⟨

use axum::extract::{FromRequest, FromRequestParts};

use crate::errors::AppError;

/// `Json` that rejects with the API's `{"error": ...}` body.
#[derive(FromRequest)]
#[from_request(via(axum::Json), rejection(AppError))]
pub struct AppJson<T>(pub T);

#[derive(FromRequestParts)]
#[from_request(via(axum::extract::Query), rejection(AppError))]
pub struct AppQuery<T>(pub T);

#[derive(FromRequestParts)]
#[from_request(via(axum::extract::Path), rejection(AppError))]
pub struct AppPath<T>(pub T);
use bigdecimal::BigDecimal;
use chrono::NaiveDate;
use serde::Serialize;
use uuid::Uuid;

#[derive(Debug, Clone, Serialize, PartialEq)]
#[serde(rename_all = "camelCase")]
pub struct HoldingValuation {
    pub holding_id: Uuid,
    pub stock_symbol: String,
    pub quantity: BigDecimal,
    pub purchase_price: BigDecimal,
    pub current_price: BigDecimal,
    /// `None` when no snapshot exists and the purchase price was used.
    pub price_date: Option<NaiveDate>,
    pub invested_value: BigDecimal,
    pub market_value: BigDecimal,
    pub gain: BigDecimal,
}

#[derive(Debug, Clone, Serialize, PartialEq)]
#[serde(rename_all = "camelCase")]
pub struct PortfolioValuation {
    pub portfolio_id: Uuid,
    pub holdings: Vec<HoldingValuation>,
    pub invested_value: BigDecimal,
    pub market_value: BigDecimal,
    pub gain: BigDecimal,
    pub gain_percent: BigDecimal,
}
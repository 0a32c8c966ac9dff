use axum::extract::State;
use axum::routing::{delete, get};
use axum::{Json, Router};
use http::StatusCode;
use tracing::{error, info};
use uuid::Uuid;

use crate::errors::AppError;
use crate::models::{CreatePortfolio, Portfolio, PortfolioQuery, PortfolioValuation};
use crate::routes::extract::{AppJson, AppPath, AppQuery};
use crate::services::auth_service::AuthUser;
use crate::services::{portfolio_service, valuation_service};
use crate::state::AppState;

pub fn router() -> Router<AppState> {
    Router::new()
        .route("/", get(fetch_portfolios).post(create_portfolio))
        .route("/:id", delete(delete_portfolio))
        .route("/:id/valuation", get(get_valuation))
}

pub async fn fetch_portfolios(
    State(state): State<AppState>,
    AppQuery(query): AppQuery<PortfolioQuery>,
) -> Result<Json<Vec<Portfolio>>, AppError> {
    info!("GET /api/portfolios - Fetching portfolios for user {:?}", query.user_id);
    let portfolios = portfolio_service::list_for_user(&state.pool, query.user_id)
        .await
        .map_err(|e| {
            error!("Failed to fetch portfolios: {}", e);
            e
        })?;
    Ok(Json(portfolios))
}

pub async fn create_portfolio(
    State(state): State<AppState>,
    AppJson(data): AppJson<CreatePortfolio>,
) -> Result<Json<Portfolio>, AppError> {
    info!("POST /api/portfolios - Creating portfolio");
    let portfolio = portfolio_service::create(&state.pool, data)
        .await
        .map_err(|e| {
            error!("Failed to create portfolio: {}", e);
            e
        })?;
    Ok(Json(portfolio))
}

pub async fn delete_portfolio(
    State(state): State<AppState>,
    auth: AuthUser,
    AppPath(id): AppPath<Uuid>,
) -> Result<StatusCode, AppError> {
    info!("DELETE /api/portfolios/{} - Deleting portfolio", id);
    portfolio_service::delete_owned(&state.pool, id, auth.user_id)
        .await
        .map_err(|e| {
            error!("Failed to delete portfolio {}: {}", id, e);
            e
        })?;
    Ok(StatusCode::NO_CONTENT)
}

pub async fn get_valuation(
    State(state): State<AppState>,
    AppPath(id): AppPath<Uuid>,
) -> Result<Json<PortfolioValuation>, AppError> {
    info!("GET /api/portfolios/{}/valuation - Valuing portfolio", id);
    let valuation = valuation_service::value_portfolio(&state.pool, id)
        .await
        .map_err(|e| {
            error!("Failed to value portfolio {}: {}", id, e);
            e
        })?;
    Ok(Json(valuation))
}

⟩
⟨

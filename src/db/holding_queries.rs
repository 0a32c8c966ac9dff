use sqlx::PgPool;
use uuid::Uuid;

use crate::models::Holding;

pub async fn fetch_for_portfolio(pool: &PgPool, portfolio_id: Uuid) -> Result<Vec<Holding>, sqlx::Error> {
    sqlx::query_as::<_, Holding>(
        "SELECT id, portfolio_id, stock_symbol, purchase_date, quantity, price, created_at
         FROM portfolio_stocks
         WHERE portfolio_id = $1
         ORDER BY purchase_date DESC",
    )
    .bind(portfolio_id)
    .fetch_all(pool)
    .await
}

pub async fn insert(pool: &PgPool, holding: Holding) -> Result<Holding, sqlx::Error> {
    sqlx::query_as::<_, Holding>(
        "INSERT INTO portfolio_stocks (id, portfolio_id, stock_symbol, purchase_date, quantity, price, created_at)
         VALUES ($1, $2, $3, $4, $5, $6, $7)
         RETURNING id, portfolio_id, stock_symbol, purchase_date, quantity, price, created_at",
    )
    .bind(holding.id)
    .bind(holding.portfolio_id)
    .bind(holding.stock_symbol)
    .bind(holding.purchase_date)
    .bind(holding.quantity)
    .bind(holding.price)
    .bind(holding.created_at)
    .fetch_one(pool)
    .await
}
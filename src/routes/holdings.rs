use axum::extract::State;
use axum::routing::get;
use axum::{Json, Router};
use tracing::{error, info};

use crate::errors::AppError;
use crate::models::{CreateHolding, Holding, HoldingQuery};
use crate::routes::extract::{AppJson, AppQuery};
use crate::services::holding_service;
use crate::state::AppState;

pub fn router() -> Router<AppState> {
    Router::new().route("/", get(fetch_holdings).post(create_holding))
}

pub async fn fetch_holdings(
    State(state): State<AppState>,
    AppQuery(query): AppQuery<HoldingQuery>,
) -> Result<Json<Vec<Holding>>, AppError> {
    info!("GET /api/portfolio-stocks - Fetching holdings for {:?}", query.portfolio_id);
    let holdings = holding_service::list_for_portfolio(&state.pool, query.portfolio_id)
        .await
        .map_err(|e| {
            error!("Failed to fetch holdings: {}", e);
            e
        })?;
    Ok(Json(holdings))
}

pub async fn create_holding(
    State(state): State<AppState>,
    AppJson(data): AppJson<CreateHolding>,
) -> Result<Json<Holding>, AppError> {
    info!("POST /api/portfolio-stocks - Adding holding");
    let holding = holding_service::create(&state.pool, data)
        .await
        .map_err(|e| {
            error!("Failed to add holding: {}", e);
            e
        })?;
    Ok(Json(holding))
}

⟩
⟨

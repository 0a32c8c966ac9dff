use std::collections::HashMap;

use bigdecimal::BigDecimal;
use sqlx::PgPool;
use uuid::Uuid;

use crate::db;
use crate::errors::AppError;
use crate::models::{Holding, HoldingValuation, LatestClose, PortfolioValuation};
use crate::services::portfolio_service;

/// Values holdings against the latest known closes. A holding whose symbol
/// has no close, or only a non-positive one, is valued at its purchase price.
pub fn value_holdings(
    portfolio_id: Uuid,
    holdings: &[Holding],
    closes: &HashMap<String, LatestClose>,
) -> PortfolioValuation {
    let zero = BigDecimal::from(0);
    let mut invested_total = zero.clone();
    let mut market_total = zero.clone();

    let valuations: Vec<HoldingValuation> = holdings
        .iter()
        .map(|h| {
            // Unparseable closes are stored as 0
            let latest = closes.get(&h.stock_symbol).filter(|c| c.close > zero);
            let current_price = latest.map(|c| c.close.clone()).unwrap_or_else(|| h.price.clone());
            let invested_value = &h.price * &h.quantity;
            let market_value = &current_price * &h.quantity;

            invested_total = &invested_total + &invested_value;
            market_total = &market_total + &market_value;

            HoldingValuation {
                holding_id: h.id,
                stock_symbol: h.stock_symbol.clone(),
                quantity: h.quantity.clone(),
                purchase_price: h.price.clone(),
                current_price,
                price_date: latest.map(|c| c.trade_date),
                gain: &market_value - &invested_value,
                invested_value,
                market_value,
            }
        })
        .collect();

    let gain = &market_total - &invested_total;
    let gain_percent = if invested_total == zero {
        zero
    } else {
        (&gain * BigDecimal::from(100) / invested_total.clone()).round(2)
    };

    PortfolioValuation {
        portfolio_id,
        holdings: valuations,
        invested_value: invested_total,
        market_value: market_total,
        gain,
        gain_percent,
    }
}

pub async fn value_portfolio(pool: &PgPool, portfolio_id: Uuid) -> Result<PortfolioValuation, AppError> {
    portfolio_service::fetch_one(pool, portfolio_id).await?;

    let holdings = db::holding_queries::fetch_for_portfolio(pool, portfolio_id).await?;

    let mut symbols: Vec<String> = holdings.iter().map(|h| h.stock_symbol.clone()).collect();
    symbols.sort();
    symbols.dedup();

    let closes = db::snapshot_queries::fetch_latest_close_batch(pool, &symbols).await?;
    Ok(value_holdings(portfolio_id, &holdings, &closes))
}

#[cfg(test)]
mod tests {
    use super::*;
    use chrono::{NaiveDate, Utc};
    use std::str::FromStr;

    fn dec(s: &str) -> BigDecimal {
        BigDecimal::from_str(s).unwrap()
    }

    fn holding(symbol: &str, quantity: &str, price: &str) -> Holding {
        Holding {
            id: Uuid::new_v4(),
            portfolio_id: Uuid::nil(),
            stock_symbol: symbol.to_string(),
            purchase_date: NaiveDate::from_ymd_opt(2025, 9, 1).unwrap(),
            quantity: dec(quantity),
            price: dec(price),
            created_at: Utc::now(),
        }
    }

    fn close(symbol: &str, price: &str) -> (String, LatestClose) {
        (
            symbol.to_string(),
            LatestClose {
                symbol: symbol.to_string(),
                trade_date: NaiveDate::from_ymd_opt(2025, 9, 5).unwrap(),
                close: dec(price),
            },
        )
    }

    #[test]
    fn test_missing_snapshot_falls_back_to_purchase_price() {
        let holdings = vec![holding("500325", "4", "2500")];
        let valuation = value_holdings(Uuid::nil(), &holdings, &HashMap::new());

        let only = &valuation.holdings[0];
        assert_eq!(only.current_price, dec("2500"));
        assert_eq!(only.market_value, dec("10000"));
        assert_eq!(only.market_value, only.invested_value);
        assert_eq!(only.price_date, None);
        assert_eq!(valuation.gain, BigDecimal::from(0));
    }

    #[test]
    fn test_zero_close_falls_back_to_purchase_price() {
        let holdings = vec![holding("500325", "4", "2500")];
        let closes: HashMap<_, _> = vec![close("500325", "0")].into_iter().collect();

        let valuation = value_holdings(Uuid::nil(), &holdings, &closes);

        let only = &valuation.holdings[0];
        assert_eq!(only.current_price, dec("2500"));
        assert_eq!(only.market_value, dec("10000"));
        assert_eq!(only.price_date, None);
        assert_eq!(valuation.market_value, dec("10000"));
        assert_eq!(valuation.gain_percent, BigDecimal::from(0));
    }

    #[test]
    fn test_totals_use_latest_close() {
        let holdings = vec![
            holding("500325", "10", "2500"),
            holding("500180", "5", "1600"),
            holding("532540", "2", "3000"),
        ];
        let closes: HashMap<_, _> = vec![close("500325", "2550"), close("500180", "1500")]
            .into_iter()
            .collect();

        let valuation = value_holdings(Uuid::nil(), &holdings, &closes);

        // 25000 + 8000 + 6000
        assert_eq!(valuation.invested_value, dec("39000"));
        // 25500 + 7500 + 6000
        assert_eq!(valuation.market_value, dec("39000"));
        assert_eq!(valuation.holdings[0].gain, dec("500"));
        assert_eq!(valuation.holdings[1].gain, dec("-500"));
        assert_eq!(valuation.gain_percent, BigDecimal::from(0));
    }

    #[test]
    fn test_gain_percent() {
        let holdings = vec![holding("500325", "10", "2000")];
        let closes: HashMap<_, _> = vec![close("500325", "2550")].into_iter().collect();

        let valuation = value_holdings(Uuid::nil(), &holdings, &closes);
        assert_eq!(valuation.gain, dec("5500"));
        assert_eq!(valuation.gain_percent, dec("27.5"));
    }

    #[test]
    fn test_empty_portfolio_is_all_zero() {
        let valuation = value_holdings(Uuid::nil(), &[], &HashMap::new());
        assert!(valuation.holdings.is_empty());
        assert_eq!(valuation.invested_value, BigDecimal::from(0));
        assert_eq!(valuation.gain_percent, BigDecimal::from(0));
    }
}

⟩

# [THE TASK]
Respond with one number, the count of lines of the material that include "HoldingValuation".

# [SOLUTION TO THE PROBLEM]
5